### Exercise details
I'd like every line from the material below that has "sync" in it.

__________________________________________________

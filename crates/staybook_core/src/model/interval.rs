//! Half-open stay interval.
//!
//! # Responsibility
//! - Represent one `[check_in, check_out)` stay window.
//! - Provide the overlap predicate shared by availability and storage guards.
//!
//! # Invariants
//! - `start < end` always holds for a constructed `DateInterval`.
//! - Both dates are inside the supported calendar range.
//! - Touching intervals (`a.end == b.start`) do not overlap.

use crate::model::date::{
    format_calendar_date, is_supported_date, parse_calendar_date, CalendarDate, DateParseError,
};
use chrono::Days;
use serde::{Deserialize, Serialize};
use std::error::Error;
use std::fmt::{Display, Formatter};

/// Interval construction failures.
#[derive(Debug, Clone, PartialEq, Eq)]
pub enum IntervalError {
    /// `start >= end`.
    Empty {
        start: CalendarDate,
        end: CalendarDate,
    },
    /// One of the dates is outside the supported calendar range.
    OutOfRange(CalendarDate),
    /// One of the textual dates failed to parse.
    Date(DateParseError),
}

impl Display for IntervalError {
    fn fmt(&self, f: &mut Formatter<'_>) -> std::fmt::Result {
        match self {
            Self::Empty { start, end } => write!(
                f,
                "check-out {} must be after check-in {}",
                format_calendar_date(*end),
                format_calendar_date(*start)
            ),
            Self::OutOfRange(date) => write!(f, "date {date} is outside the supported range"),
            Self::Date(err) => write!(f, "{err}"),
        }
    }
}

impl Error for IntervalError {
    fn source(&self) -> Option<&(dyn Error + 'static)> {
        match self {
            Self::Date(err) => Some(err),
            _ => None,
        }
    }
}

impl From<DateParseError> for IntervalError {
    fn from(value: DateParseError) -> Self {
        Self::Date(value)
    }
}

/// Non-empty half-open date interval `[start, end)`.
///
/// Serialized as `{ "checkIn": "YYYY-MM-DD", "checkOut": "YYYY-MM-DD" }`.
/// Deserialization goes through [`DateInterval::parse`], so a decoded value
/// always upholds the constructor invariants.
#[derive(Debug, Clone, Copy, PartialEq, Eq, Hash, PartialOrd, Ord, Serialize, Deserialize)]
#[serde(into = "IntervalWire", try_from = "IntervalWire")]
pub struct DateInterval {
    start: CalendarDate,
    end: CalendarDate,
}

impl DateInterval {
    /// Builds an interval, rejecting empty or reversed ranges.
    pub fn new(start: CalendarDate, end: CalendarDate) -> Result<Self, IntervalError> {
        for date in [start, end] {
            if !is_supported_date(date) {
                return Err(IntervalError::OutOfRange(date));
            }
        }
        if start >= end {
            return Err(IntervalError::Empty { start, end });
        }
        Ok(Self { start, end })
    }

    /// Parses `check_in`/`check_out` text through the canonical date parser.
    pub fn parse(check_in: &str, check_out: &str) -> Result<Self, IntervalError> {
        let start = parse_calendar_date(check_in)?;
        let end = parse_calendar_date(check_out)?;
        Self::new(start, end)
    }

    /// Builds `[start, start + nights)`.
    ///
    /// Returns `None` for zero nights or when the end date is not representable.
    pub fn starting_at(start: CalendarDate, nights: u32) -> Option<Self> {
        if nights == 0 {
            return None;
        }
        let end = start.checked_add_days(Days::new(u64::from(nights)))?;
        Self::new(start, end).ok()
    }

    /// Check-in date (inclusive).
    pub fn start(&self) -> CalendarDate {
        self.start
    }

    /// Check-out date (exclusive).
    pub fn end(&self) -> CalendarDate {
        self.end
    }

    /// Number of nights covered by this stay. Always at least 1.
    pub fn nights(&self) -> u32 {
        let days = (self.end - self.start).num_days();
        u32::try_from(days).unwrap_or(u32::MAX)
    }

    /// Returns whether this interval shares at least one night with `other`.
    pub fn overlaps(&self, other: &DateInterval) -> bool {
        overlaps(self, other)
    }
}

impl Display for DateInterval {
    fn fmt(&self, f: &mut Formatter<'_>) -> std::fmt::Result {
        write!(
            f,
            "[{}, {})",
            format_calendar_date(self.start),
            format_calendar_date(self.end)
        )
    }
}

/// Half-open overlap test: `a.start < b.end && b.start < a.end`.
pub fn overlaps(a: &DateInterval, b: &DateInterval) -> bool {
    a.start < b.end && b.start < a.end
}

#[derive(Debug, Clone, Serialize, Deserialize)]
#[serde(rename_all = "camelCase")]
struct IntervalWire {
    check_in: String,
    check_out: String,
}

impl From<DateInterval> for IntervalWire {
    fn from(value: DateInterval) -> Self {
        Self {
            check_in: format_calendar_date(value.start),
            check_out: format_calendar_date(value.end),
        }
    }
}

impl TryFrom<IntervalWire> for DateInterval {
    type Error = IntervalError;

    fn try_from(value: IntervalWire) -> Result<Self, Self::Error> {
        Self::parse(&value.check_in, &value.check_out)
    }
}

__________________________________________________

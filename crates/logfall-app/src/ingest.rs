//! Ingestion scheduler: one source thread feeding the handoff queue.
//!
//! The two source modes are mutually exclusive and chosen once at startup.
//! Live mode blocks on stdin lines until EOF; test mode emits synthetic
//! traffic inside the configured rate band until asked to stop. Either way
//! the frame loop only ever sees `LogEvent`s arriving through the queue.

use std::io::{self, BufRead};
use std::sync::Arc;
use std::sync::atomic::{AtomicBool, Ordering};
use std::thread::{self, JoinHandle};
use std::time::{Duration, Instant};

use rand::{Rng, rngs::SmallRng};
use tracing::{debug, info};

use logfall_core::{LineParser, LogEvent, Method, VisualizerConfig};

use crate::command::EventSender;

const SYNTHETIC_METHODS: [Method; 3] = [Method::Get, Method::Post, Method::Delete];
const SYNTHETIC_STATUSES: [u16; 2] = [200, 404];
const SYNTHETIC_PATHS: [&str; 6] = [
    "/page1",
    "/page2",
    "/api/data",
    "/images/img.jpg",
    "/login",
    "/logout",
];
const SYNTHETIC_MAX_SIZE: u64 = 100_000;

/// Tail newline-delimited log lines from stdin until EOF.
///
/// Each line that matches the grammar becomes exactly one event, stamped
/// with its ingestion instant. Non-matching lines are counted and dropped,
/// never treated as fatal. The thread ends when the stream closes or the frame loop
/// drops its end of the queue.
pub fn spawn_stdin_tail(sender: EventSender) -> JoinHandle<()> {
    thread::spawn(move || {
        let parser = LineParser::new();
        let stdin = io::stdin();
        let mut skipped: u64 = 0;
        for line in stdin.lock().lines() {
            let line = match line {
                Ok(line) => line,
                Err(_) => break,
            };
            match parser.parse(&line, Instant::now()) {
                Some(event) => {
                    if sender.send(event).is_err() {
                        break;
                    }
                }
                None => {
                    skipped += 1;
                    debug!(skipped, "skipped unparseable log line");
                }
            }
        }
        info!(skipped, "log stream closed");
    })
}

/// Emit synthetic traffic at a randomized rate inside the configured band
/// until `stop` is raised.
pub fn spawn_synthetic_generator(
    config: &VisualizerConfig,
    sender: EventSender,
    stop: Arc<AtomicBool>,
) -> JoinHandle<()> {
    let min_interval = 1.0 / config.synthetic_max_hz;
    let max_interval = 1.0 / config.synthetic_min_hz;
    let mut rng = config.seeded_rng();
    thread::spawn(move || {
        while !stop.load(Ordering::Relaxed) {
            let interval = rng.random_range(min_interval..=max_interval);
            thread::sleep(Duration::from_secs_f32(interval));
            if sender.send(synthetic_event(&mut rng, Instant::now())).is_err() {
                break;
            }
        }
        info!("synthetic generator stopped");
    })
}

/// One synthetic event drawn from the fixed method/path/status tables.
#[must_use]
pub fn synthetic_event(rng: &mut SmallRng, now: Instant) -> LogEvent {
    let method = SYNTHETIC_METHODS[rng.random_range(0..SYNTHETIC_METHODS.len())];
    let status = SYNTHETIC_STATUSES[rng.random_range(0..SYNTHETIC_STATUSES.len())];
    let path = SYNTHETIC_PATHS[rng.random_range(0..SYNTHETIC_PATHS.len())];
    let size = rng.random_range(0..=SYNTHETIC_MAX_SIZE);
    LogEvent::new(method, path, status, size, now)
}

__________________________________________________

### Exercise output
use std::sync::Arc;
use std::sync::atomic::{AtomicBool, Ordering};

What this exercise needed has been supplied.